Hong Kong, 13 April 2015– Healthcare has emerged as a leading investment sector as a combination of an ageing population and increased innovation boosts prospects for healthcare companies, the 2015 Fidelity Worldwide Investment survey has revealed.
The Fidelity Analyst Survey is the culmination of an average of 17,000 meetings held each year between the company’s 159 equity and fixed income analysts and corporate decision-maker. It monitors views on issues such as confidence levels, capital expenditure, balance sheet strength and dividend payouts.
Healthcare achieved the highest sentiment, with 60 per cent of healthcare analysts reporting increased management confidence among healthcare companies, and the same proportion expecting rising returns on capital. Half of Fidelity’s global analysts also anticipate increased dividend payouts in the sector.
“The positive prospects for the global healthcare sector are primarily based on scientific progress in medicine and research, such as innovation in the areas of oncology, immunotherapy and gene therapy. Population growth in emerging markets and ageing societies in developed markets means that the healthcare boom is set to continue,” said Leon Tucker, Head of Equity Research, Asia Pacific at Fidelity Worldwide Investment.
Fidelity’s analysts are bullish about information technology companies, with more than 90 per cent viewing management confidence as being either stable or rising.
“The positive sentiment is supported by growth prospects, with IT the only sector in which the majority of analysts think their companies are at an expansionary stage in the industrial cycle, while the majority of CEOs see market/end-demand growth leading earnings growth,” Mr Tucker added.

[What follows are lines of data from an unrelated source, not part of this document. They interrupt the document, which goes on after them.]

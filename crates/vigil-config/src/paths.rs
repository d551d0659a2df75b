//! Directory conventions shared by the CLI and supervisor.
//!
//! Everything lives under a `vigil` subdirectory of the platform's standard
//! locations, with a temp-dir fallback for stripped-down environments that
//! expose neither a config nor a state directory.

use std::env;
use std::path::PathBuf;

/// Directory holding the settings file.
fn config_dir() -> PathBuf {
    dirs::config_dir()
        .unwrap_or_else(env::temp_dir)
        .join("vigil")
}

/// Path of the supervisor settings file.
#[must_use]
pub fn config_path() -> PathBuf {
    config_dir().join("supervisor.toml")
}

/// Root directory for module log files.
///
/// Testing-mode logs share the directory; the per-module file names carry a
/// mode suffix instead.
#[must_use]
pub fn log_root() -> PathBuf {
    dirs::state_dir()
        .or_else(dirs::data_local_dir)
        .unwrap_or_else(env::temp_dir)
        .join("vigil")
        .join("logs")
}

#[cfg(test)]
mod tests {
    use super::*;

    #[test]
    fn config_path_ends_with_settings_file() {
        let path = config_path();
        assert!(path.ends_with("vigil/supervisor.toml"));
    }

    #[test]
    fn log_root_ends_with_logs_directory() {
        assert!(log_root().ends_with("vigil/logs"));
    }
}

Fidelity analysts also believe consumer companies are poised to perform well.
“These firms have healthy balance sheets and almost half of our analysts expect improving returns on capital in the sector. As a major beneficiary of the plunge in oil prices, consumer staples companies will continue to enjoy the reduced logistic costs across their supply chain. The underlying growth in earnings is expected to feed through to higher dividends,” explained Mr Tucker.

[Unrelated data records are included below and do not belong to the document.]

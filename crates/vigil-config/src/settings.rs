//! On-disk supervisor settings.
//!
//! The settings file is TOML with one section per mode: `[supervisor]` for
//! production and `[supervisor-testing]` for testing. A missing file is
//! bootstrapped with defaults on first load so users have something concrete
//! to edit.

use std::fs;
use std::io;
use std::path::{Path, PathBuf};
use std::time::Duration;

use serde::{Deserialize, Serialize};
use thiserror::Error;
use tracing::warn;

use crate::paths;

/// Tracing target for settings loading.
const SETTINGS_TARGET: &str = "vigil_config::settings";

/// Default graceful-stop window before a module is hard-killed.
const DEFAULT_STOP_GRACE_MS: u64 = 3000;

/// Errors raised while loading the settings file.
#[derive(Debug, Error)]
pub enum ConfigError {
    /// Reading the settings file failed.
    #[error("failed to read settings file '{path}': {source}")]
    Read {
        path: PathBuf,
        #[source]
        source: io::Error,
    },
    /// The settings file is not valid TOML of the expected shape.
    #[error("failed to parse settings file '{path}': {source}")]
    Parse {
        path: PathBuf,
        #[source]
        source: toml::de::Error,
    },
}

/// Settings for one run mode.
#[derive(Debug, Clone, PartialEq, Eq, Serialize, Deserialize)]
#[serde(default)]
pub struct ModeSettings {
    /// Module names started automatically, in order.
    pub autostart_modules: Vec<String>,
    /// Graceful-stop window in milliseconds.
    pub stop_grace_ms: u64,
}

impl Default for ModeSettings {
    fn default() -> Self {
        Self {
            autostart_modules: vec![
                "vigil-server".to_owned(),
                "vigil-watcher-afk".to_owned(),
                "vigil-watcher-window".to_owned(),
            ],
            stop_grace_ms: DEFAULT_STOP_GRACE_MS,
        }
    }
}

/// Full settings file with both mode sections.
#[derive(Debug, Clone, Default, PartialEq, Eq, Serialize, Deserialize)]
#[serde(default)]
pub struct SettingsFile {
    /// Production-mode settings.
    pub supervisor: ModeSettings,
    /// Testing-mode settings.
    #[serde(rename = "supervisor-testing")]
    pub testing: ModeSettings,
}

/// Settings resolved for the mode the supervisor is running in.
#[derive(Debug, Clone, PartialEq, Eq)]
pub struct Settings {
    autostart_modules: Vec<String>,
    stop_grace: Duration,
}

impl Settings {
    /// Loads the settings for the given mode from the default location.
    ///
    /// # Errors
    ///
    /// Returns [`ConfigError`] when the file exists but cannot be read or
    /// parsed.
    pub fn load(testing: bool) -> Result<Self, ConfigError> {
        Self::load_from(&paths::config_path(), testing)
    }

    /// Loads the settings for the given mode from an explicit path.
    ///
    /// A missing file yields defaults and is written back so users can edit
    /// it; a write failure during that bootstrap only logs a warning.
    ///
    /// # Errors
    ///
    /// Returns [`ConfigError`] when the file exists but cannot be read or
    /// parsed.
    pub fn load_from(path: &Path, testing: bool) -> Result<Self, ConfigError> {
        let file = if path.exists() {
            let raw = fs::read_to_string(path).map_err(|source| ConfigError::Read {
                path: path.to_path_buf(),
                source,
            })?;
            toml::from_str(&raw).map_err(|source| ConfigError::Parse {
                path: path.to_path_buf(),
                source,
            })?
        } else {
            let defaults = SettingsFile::default();
            write_bootstrap(path, &defaults);
            defaults
        };
        let mode = if testing { file.testing } else { file.supervisor };
        Ok(Self {
            autostart_modules: mode.autostart_modules,
            stop_grace: Duration::from_millis(mode.stop_grace_ms),
        })
    }

    /// Module names to start automatically, in order.
    #[must_use]
    pub fn autostart_modules(&self) -> &[String] {
        &self.autostart_modules
    }

    /// Graceful-stop window before escalation.
    #[must_use]
    pub fn stop_grace(&self) -> Duration {
        self.stop_grace
    }
}

fn write_bootstrap(path: &Path, defaults: &SettingsFile) {
    let Ok(rendered) = toml::to_string_pretty(defaults) else {
        return;
    };
    let result = match path.parent() {
        Some(parent) => fs::create_dir_all(parent).and_then(|()| fs::write(path, rendered)),
        None => fs::write(path, rendered),
    };
    if let Err(error) = result {
        warn!(
            target: SETTINGS_TARGET,
            path = %path.display(),
            %error,
            "could not write default settings file"
        );
    }
}

#[cfg(test)]
mod tests {
    use super::*;
    use rstest::rstest;
    use tempfile::TempDir;

    fn settings_path(dir: &TempDir) -> PathBuf {
        dir.path().join("supervisor.toml")
    }

    #[test]
    fn missing_file_yields_defaults_and_bootstraps() {
        let dir = TempDir::new().expect("temp dir");
        let path = settings_path(&dir);
        let settings = Settings::load_from(&path, false).expect("load");
        assert_eq!(
            settings.autostart_modules(),
            ["vigil-server", "vigil-watcher-afk", "vigil-watcher-window"]
        );
        assert_eq!(settings.stop_grace(), Duration::from_millis(3000));
        assert!(path.exists(), "defaults written back");
    }

    #[test]
    fn bootstrapped_file_round_trips() {
        let dir = TempDir::new().expect("temp dir");
        let path = settings_path(&dir);
        let first = Settings::load_from(&path, false).expect("bootstrap");
        let second = Settings::load_from(&path, false).expect("reload");
        assert_eq!(first, second);
    }

    #[rstest]
    #[case::production(false, &["vigil-server"])]
    #[case::testing(true, &["vigil-server", "vigil-watcher-window"])]
    fn modes_read_their_own_section(#[case] testing: bool, #[case] expected: &[&str]) {
        let dir = TempDir::new().expect("temp dir");
        let path = settings_path(&dir);
        fs::write(
            &path,
            r#"
[supervisor]
autostart_modules = ["vigil-server"]

[supervisor-testing]
autostart_modules = ["vigil-server", "vigil-watcher-window"]
stop_grace_ms = 500
"#,
        )
        .expect("seed file");

        let settings = Settings::load_from(&path, testing).expect("load");
        assert_eq!(settings.autostart_modules(), expected);
    }

    #[test]
    fn stop_grace_converts_from_milliseconds() {
        let dir = TempDir::new().expect("temp dir");
        let path = settings_path(&dir);
        fs::write(
            &path,
            "[supervisor]\nstop_grace_ms = 1500\n",
        )
        .expect("seed file");
        let settings = Settings::load_from(&path, false).expect("load");
        assert_eq!(settings.stop_grace(), Duration::from_millis(1500));
    }

    #[test]
    fn omitted_section_falls_back_to_defaults() {
        let dir = TempDir::new().expect("temp dir");
        let path = settings_path(&dir);
        fs::write(&path, "[supervisor]\nautostart_modules = []\n").expect("seed file");
        let settings = Settings::load_from(&path, true).expect("load");
        let defaults = ModeSettings::default();
        assert_eq!(settings.autostart_modules(), defaults.autostart_modules);
        assert_eq!(
            settings.stop_grace(),
            Duration::from_millis(defaults.stop_grace_ms)
        );
    }

    #[test]
    fn malformed_file_is_a_parse_error() {
        let dir = TempDir::new().expect("temp dir");
        let path = settings_path(&dir);
        fs::write(&path, "[supervisor\nnot toml").expect("seed file");
        let error = Settings::load_from(&path, false).expect_err("parse failure");
        assert!(matches!(error, ConfigError::Parse { .. }));
    }
}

A large majority of analysts also believe utility companies now have healthier balance sheetsfollowing large-scale asset sales.

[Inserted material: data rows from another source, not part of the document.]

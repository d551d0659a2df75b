//! Binary entrypoint for the vigil supervisor shell.
//!
//! The binary delegates to [`vigil_cli::run`], which parses arguments, loads
//! settings, discovers modules, and drives the supervisor in either headless
//! or interactive mode.

use std::io::{self, StderrLock, StdoutLock};
use std::process::ExitCode;

fn main() -> ExitCode {
    let mut stdout: StdoutLock<'_> = io::stdout().lock();
    let mut stderr: StderrLock<'_> = io::stderr().lock();
    vigil_cli::run(std::env::args_os(), &mut stdout, &mut stderr)
}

“In a notable break with the past, these firms are no longer financing dividends through debt, but are paying them out of cash,” he said.
Unsurprisingly, the outlook for energy companies is very different as the sector reels from the lower oil price.
“The energy sector is likely to see a significant decline in payouts as operating margins and profits come under severe pressure. Around 85 per cent of energy analysts reported deterioration in management confidence, and all energy analysts predict a reduction in capital expenditure in this sector. In addition, 92 per cent of analysts expect a decline in returns on capital,” Mr Tucker explained.
The number of analysts reporting expected dividend increases is highest in healthcare, followed by consumer staples and utilities. The only sector likely to see a significant decline in payouts is energy.
“One of the most positive findings of the survey is the strength of dividend expectations across the board: less than 10 per cent overall expect dividends to be cut or scrapped as companies try to avoid the negative signals such actions send,” Mr Tucker said. “Three out of four analysts expect higher dividends from companies in Japan. Almost 50 per cent also predict rising payouts in their sectors in the US, and in Europe a third of analysts see their companies increasing dividends.”
About Fidelity Worldwide Investment
Fidelity Worldwide Investment is an asset manager serving investors in 25 countries across Asia-Pacific, Europe, and Latin America. With USD $275 billion assets under management (AuM) and around 7,000 employees, we are one of the world's largest providers of investment strategies across asset classes, and retirement solutions. Investment is our only business, and our mission is to enable our clients to achieve their financial goals through outstanding investment solutions and service. (Data as at 31 December 2014)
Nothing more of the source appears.